» **Problem**
Take each line of the data that contains the string "axum" and copy it.

------ Dataset content ------

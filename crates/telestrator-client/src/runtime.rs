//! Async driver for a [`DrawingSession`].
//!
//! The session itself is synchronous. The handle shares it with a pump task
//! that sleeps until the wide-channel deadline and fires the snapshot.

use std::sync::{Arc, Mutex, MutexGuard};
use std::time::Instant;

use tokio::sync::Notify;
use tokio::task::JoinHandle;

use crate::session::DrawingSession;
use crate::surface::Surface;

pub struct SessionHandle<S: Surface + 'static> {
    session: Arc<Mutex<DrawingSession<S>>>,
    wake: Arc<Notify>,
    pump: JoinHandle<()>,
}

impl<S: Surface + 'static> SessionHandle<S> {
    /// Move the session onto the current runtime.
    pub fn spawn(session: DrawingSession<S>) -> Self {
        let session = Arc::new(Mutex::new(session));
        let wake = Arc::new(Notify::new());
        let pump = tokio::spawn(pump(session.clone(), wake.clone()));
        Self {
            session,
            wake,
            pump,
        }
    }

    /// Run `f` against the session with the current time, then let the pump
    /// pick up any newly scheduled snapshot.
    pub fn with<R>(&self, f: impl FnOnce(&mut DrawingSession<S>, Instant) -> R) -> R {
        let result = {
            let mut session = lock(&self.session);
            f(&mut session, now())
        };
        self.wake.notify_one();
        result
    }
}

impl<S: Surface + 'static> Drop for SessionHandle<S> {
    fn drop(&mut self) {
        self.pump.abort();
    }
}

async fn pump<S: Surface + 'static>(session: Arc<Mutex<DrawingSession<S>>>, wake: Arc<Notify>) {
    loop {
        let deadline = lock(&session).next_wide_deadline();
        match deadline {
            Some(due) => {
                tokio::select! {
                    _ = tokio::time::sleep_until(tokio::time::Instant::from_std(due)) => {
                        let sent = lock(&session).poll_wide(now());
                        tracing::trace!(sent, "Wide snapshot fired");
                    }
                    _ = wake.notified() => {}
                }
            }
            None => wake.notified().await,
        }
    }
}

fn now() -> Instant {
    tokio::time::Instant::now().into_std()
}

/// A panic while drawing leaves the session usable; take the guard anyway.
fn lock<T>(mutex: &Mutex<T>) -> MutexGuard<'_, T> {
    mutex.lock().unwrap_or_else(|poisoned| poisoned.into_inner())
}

------
------ Dataset content ------

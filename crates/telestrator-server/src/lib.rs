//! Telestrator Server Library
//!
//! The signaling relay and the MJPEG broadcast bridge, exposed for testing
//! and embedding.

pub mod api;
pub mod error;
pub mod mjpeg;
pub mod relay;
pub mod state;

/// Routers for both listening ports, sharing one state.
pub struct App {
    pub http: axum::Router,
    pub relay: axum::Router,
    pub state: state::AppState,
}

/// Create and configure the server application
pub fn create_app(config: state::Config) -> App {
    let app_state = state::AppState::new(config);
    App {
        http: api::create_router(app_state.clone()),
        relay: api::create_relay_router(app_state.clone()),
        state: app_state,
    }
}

------
------ Dataset content ------

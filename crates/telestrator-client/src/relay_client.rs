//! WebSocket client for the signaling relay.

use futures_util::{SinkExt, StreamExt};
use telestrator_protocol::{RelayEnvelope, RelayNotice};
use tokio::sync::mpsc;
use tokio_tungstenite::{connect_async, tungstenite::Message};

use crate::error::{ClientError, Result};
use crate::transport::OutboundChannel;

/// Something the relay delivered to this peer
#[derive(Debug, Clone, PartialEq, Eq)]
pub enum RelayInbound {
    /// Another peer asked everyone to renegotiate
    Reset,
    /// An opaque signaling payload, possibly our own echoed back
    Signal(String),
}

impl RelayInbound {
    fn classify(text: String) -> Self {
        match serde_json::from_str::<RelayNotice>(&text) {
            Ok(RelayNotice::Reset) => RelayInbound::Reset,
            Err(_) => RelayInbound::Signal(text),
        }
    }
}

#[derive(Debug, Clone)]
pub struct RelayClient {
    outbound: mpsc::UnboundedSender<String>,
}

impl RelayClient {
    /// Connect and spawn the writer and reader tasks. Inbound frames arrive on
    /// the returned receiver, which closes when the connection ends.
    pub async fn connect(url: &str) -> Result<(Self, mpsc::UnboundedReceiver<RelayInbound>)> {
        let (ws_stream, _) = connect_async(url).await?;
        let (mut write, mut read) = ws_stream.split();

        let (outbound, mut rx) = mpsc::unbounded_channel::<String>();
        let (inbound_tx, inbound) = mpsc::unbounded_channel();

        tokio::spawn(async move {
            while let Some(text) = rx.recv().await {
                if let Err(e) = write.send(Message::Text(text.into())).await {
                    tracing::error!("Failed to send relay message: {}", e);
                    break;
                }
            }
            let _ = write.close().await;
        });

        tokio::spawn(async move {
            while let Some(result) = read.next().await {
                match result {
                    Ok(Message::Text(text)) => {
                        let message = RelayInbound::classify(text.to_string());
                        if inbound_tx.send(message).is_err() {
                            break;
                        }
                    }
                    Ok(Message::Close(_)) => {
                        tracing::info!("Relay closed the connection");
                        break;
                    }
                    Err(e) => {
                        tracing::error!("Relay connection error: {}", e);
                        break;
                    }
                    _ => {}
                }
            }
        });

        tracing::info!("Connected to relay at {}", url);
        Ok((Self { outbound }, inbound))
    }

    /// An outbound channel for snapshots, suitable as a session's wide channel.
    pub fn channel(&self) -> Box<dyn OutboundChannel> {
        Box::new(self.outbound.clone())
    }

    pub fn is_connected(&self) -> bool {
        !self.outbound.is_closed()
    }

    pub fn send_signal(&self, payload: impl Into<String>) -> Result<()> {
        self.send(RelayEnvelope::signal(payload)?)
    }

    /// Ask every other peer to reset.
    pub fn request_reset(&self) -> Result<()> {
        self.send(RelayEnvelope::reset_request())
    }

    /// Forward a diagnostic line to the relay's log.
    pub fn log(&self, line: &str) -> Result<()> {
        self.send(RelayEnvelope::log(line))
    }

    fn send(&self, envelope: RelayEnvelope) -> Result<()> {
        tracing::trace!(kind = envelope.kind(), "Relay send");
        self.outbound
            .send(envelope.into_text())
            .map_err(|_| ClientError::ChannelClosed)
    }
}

------

» **Solved exercise**
    pub http: axum::Router,
    pub relay: axum::Router,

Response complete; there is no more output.